[PR]

 総工費2520億円の新国立競技場の建設計画に7日、ゴーサインが出た。異例の巨額事業となるが、最優先されたのはコストよりも、ラグビーワールドカップ(W杯)や東京五輪の招致で日本が世界に示した「国際公約」だった。財源も定まらぬままの見切り発車になった。

 「異議なし」。東京都内のホテルであった日本スポーツ振興センター(JSC)の有識者会議。出席した12人の委員はJSC側が「目標工事費」として示した2520億円の計画を了承し、1時間あまりで終わった。

 会議はスポーツや音楽関係の団体、20年五輪の組織委員会、東京都などの代表者からなり、新国立競技場建設の事業主体のJSCの諮問機関。日本オリンピック委員会の竹田恒和会長は、五輪招致で安倍晋三首相が「このスタジアムを造る」と発言したことに触れて「招致のシンボル。国際公約を守るのは重要」と指摘するなど、スポーツ界の重鎮からは計画推進を求める声が相次いだ。

 「説明が足りない。膨れる不安にも説明が必要だ」と膨らむ総工費に疑問を呈したのは、超党派の国会議員でつくる「東京五輪・パラリンピック推進議員連盟」幹事長代理の笠浩史衆院議員(民主)だけ。委員からは逆に、可動席を仮設にするといったコスト削減のための計画変更に対して「仮設ではサッカーW杯を招致できない。(JSCが)『仮設を常設にする』と確約してくれないなら反対せざるを得ない」(日本サッカー協会の小倉純二名誉会長)、「屋根がないことで外国人アーティストと長期契約が結べない」(日本音楽著作権協会の都倉俊一会長)との注文が相次いだ。

 下村博文・文部科学相やJSCへの批判を繰り返してきた東京都の舛添要一知事はそんな雰囲気のなか、「開催都市の知事としては(2019年の)ラグビーW杯と五輪に間に合わせて、しかるべきものを造っていただきたい」と述べただけで、計画を容認した。

 舛添氏の態度を一転させた背景にあるのは、都議会最大与党の自民党だ。都知事選にかついだ舛添氏を「違和感がある。知事として自覚と責任を」と公然と批判。森喜朗・東京五輪・パラリンピック組織委会長も「知事ではなく、学者だから」と揶揄(やゆ)した。

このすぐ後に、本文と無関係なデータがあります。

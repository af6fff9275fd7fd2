//! Geocoding: free-text location to coordinates.
//!
//! [`LocationResolver`] checks the [`LocationCache`] first and only calls the
//! external [`Geocoder`] on a miss. Failures never propagate out of the
//! resolver; an unresolvable location is simply `None`.

use futures::future::BoxFuture;
use reqwest::{Client, StatusCode};
use serde::Deserialize;
use std::sync::Arc;
use tracing::{debug, info, warn};

use crate::cache::{CacheError, LocationCache};
use crate::domain::Coord;

/// Error type for geocoding requests.
#[derive(Debug)]
pub enum GeocodeError {
    /// Request failed or the service answered with a non-success status.
    Network(String),
    /// Response body did not have the expected shape.
    Parse(String),
}

impl std::fmt::Display for GeocodeError {
    fn fmt(&self, f: &mut std::fmt::Formatter<'_>) -> std::fmt::Result {
        match self {
            GeocodeError::Network(msg) => write!(f, "Network error: {}", msg),
            GeocodeError::Parse(msg) => write!(f, "Parse error: {}", msg),
        }
    }
}

impl std::error::Error for GeocodeError {}

/// A forward geocoding provider.
pub trait Geocoder: Send + Sync {
    /// Short provider name for diagnostics.
    fn name(&self) -> &'static str;

    /// Resolves `query` to the first matching coordinate, `Ok(None)` if the
    /// provider has no match.
    fn geocode<'a>(&'a self, query: &'a str) -> BoxFuture<'a, Result<Option<Coord>, GeocodeError>>;
}

// ============================================================================
// OpenCage
// ============================================================================

#[derive(Debug, Deserialize)]
struct OpenCageResponse {
    #[serde(default)]
    results: Vec<OpenCageResult>,
}

#[derive(Debug, Deserialize)]
struct OpenCageResult {
    geometry: OpenCageGeometry,
}

#[derive(Debug, Deserialize)]
struct OpenCageGeometry {
    lat: f64,
    lng: f64,
}

/// OpenCage forward geocoding (`/geocode/v1/json`).
pub struct OpenCageGeocoder {
    client: Client,
    base_url: String,
    api_key: String,
}

impl OpenCageGeocoder {
    pub fn new(client: Client, base_url: impl Into<String>, api_key: impl Into<String>) -> Self {
        Self {
            client,
            base_url: base_url.into(),
            api_key: api_key.into(),
        }
    }

    async fn request(&self, query: &str) -> Result<Option<Coord>, GeocodeError> {
        let url = format!("{}/geocode/v1/json", self.base_url.trim_end_matches('/'));
        let response = self
            .client
            .get(&url)
            .query(&[("q", query), ("key", self.api_key.as_str()), ("limit", "1")])
            .send()
            .await
            .map_err(|e| GeocodeError::Network(e.to_string()))?;

        let status = response.status();
        let body = response
            .bytes()
            .await
            .map_err(|e| GeocodeError::Network(e.to_string()))?;
        parse_opencage_response(status, &body)
    }
}

/// Interprets an OpenCage response: the first result wins, no results is
/// `Ok(None)`.
pub fn parse_opencage_response(status: StatusCode, body: &[u8]) -> Result<Option<Coord>, GeocodeError> {
    if !status.is_success() {
        return Err(GeocodeError::Network(format!("OpenCage returned status {}", status)));
    }

    let response: OpenCageResponse =
        serde_json::from_slice(body).map_err(|e| GeocodeError::Parse(e.to_string()))?;

    Ok(response
        .results
        .first()
        .map(|r| Coord::new(r.geometry.lat, r.geometry.lng)))
}

impl Geocoder for OpenCageGeocoder {
    fn name(&self) -> &'static str {
        "OpenCage"
    }

    fn geocode<'a>(&'a self, query: &'a str) -> BoxFuture<'a, Result<Option<Coord>, GeocodeError>> {
        Box::pin(self.request(query))
    }
}

// ============================================================================
// Geoapify
// ============================================================================

#[derive(Debug, Deserialize)]
struct GeoapifyResponse {
    #[serde(default)]
    features: Vec<GeoapifyFeature>,
}

#[derive(Debug, Deserialize)]
struct GeoapifyFeature {
    geometry: GeoapifyPoint,
}

#[derive(Debug, Deserialize)]
struct GeoapifyPoint {
    /// `[lng, lat]`.
    coordinates: Vec<f64>,
}

/// Geoapify address search (`/v1/geocode/search`).
///
/// Used by the dataset enrichment tool.
pub struct GeoapifyGeocoder {
    client: Client,
    base_url: String,
    api_key: String,
}

impl GeoapifyGeocoder {
    pub fn new(client: Client, base_url: impl Into<String>, api_key: impl Into<String>) -> Self {
        Self {
            client,
            base_url: base_url.into(),
            api_key: api_key.into(),
        }
    }

    async fn request(&self, query: &str) -> Result<Option<Coord>, GeocodeError> {
        let url = format!("{}/v1/geocode/search", self.base_url.trim_end_matches('/'));
        let response = self
            .client
            .get(&url)
            .query(&[("text", query), ("apiKey", self.api_key.as_str())])
            .send()
            .await
            .map_err(|e| GeocodeError::Network(e.to_string()))?;

        let status = response.status();
        let body = response
            .bytes()
            .await
            .map_err(|e| GeocodeError::Network(e.to_string()))?;
        parse_geoapify_response(status, &body)
    }
}

/// Interprets a Geoapify search response. Points are GeoJSON `[lng, lat]`.
pub fn parse_geoapify_response(status: StatusCode, body: &[u8]) -> Result<Option<Coord>, GeocodeError> {
    if !status.is_success() {
        return Err(GeocodeError::Network(format!("Geoapify returned status {}", status)));
    }

    let response: GeoapifyResponse =
        serde_json::from_slice(body).map_err(|e| GeocodeError::Parse(e.to_string()))?;

    match response.features.first() {
        Some(feature) => match feature.geometry.coordinates.as_slice() {
            [lng, lat, ..] => Ok(Some(Coord::new(*lat, *lng))),
            _ => Err(GeocodeError::Parse("point has fewer than two coordinates".into())),
        },
        None => Ok(None),
    }
}

impl Geocoder for GeoapifyGeocoder {
    fn name(&self) -> &'static str {
        "Geoapify"
    }

    fn geocode<'a>(&'a self, query: &'a str) -> BoxFuture<'a, Result<Option<Coord>, GeocodeError>> {
        Box::pin(self.request(query))
    }
}

// ============================================================================
// Resolver
// ============================================================================

/// Cache-first location resolver.
///
/// SQLite statements run on the blocking pool so a slow disk does not hold up
/// other requests.
pub struct LocationResolver {
    cache: Arc<LocationCache>,
    geocoder: Arc<dyn Geocoder>,
}

impl LocationResolver {
    pub fn new(cache: LocationCache, geocoder: Arc<dyn Geocoder>) -> Self {
        Self {
            cache: Arc::new(cache),
            geocoder,
        }
    }

    pub fn cache(&self) -> &LocationCache {
        &self.cache
    }

    pub fn geocoder_name(&self) -> &'static str {
        self.geocoder.name()
    }

    /// Resolves `location` to coordinates, `None` if it cannot be found.
    ///
    /// A cache hit makes no external call. A miss calls the geocoder once and
    /// stores a successful result with no price.
    pub async fn resolve(&self, location: &str) -> Option<Coord> {
        let cache = Arc::clone(&self.cache);
        let key = location.to_string();
        match run_blocking(move || cache.get(&key)).await {
            Ok(Some(entry)) => {
                debug!("Location cache hit for {:?}", location);
                return Some(entry.coord);
            }
            Ok(None) => {}
            Err(e) => warn!("Location cache lookup failed for {:?}: {}", location, e),
        }

        info!("Geocoding {:?} via {}", location, self.geocoder.name());
        let coord = match self.geocoder.geocode(location).await {
            Ok(Some(coord)) => coord,
            Ok(None) => {
                info!("No geocoding match for {:?}", location);
                return None;
            }
            Err(e) => {
                warn!("Geocoding {:?} failed: {}", location, e);
                return None;
            }
        };

        let cache = Arc::clone(&self.cache);
        let key = location.to_string();
        if let Err(e) = run_blocking(move || cache.insert(&key, coord, None)).await {
            warn!("Could not cache coordinates for {:?}: {}", location, e);
        }
        Some(coord)
    }
}

/// Runs a cache operation on tokio's blocking pool.
async fn run_blocking<T, F>(op: F) -> Result<T, CacheError>
where
    F: FnOnce() -> Result<T, CacheError> + Send + 'static,
    T: Send + 'static,
{
    tokio::task::spawn_blocking(op)
        .await
        .map_err(|e| CacheError::Task(e.to_string()))?
}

 都や文科省の事務方は落としどころを探し始めている。

 「現行法でも都は500億円出せる」と文科省の担当者。頭にあるのは、兵庫県が地元の産業振興につながるとの理由で、JSCと同じ独立行政法人だった理化学研究所に土地を無償提供した例だ。一方の都側は表向き、知事の意向をくんで担当者が文科省側に接触することを「禁止」しているが、都幹部もこの枠組みに理解を示す。「地元にとっても意味のある目的を付加できればいい。新国立の場合は『防災』だ」。帰宅困難者らの収容施設としての活用を念頭に置く。

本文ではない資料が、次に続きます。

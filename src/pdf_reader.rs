//! PDF image extraction.
//!
//! Walks every page with lopdf, takes the image XObjects referenced by the
//! page's resources (inherited from the page tree when the page has none)
//! and decodes each stream into a [`Bitmap`]. Images shared between pages
//! are reported once per page. A broken entry only drops that image.

use crate::bitmap::{Bitmap, CmykImage, IndexedImage};
use crate::error::DecodeError;
use crate::reader::{ExtractedImage, ImageReader};
use anyhow::{Context, Result};
use flate2::read::ZlibDecoder;
use image::{DynamicImage, GrayImage, RgbImage};
use lopdf::{Dictionary, Document, Object, ObjectId, Stream};
use std::borrow::Cow;
use std::io::Read;
use std::path::Path;
use tracing::{debug, warn};

pub struct PdfData {
    doc: Document,
}

impl PdfData {
    pub fn open(path: &Path) -> Result<Self> {
        let doc = Document::load(path)
            .with_context(|| format!("Failed to open PDF: {}", path.display()))?;
        Ok(Self { doc })
    }
}

impl ImageReader for PdfData {
    fn images(&self) -> Result<Vec<ExtractedImage>> {
        let mut images = Vec::new();

        for (page_num, page_id) in self.doc.get_pages() {
            let streams = self.page_image_streams(page_id);
            debug!(page = page_num, count = streams.len(), "Image XObjects on page");

            for (index, (name, stream)) in streams.into_iter().enumerate() {
                match decode_stream(&self.doc, &stream.dict, &stream.content) {
                    Ok(bitmap) => images.push(ExtractedImage::new(bitmap, page_num, index)),
                    Err(e) => {
                        warn!(page = page_num, index, xobject = %name, error = %e, "Skipping undecodable PDF image");
                    }
                }
            }
        }

        debug!("Found {} images in PDF", images.len());
        Ok(images)
    }
}

/// Bound on `/Parent` hops, against cyclic page trees.
const MAX_TREE_DEPTH: usize = 64;
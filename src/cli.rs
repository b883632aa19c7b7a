use crate::config::{self, ExtractionRequest, OutputConfig};
use crate::logging::LogFormat;
use clap::Parser;
use std::path::PathBuf;

/// Extract embedded images from PDF, DOCX, HTML and Markdown documents
#[derive(Parser, Debug)]
#[command(name = "docimg", version, about)]
pub struct Cli {
    /// Path to the input document (.pdf, .docx, .html, .htm, .md, .markdown)
    pub document: PathBuf,

    /// Minimum width in pixels an image must have to be kept
    #[arg(long, default_value_t = config::DEFAULT_MIN_SIZE,
          value_parser = clap::value_parser!(u32).range(1..=i64::from(config::MAX_MIN_SIZE)))]
    pub min_width: u32,

    /// Minimum height in pixels an image must have to be kept
    #[arg(long, default_value_t = config::DEFAULT_MIN_SIZE,
          value_parser = clap::value_parser!(u32).range(1..=i64::from(config::MAX_MIN_SIZE)))]
    pub min_height: u32,

    /// Prefix for the output directory and image file names
    #[arg(short, long, default_value = config::DEFAULT_PREFIX)]
    pub prefix: String,

    /// Directory under which the timestamped output folder is created
    #[arg(short, long, env = "DOCIMG_OUTPUT_DIR", default_value = "./output")]
    pub output_root: PathBuf,

    /// Increase log verbosity (-v info, -vv debug, -vvv trace)
    #[arg(short, long, action = clap::ArgAction::Count)]
    pub verbose: u8,

    /// Log output format
    #[arg(long, env = "LOG_FORMAT", value_enum, default_value_t = LogFormat::Text)]
    pub log_format: LogFormat,
}

impl Cli {
    #[must_use]
    pub fn request(&self) -> ExtractionRequest {
        ExtractionRequest::new(&self.document)
            .with_min_size(self.min_width, self.min_height)
            .with_prefix(&self.prefix)
    }

    #[must_use]
    pub fn output_config(&self) -> OutputConfig {
        OutputConfig {
            root: self.output_root.clone(),
        }
    }
}
//! Extract embedded raster images from PDF, DOCX, HTML and Markdown
//! documents, drop the small ones, normalize the rest to RGB and save them
//! as PNG files in a fresh timestamped directory.
//!
//! ```no_run
//! use docimg::{extract_and_save_images, ExtractionRequest, OutputConfig};
//!
//! let request = ExtractionRequest::new("report.pdf").with_min_size(256, 256);
//! let output = extract_and_save_images(&request, OutputConfig { root: "output".into() });
//! println!("{}", output.status);
//! ```

pub mod backends;
pub mod bitmap;
pub mod cli;
pub mod config;
pub mod error;
pub mod filter;
pub mod logging;
pub mod normalize;
pub mod output;
pub mod pipeline;
pub mod preview;
pub mod reader;

#[cfg(feature = "docx")]
pub mod docx_reader;
#[cfg(feature = "html")]
pub mod html_reader;
#[cfg(feature = "markdown")]
pub mod markdown_reader;
#[cfg(feature = "pdf")]
pub mod pdf_reader;

pub use backends::{Backends, DocumentFormat};
pub use config::{ExtractionRequest, OutputConfig, OutputRoot};
pub use error::ExtractError;
pub use pipeline::{extract_and_save_images, ExtractionOutput, Pipeline, NO_IMAGES_STATUS};
pub use preview::PreviewTensor;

 とはいえ、国と都の費用負担はともに予算案にすらなっていない。国会、都議会での審議もこれからだ。

■「巨大アーチ、バブル期の発想」

 五輪招致を勝ち取った東京は、建築家ザハ・ハディド氏(64)の斬新なデザインを国際的にアピールした。だが、「アンビルト(建築されない)女王」とも称されるハディド氏の実用性を度外視したデザインは、現実に落とし込む段階で、難航を極めた。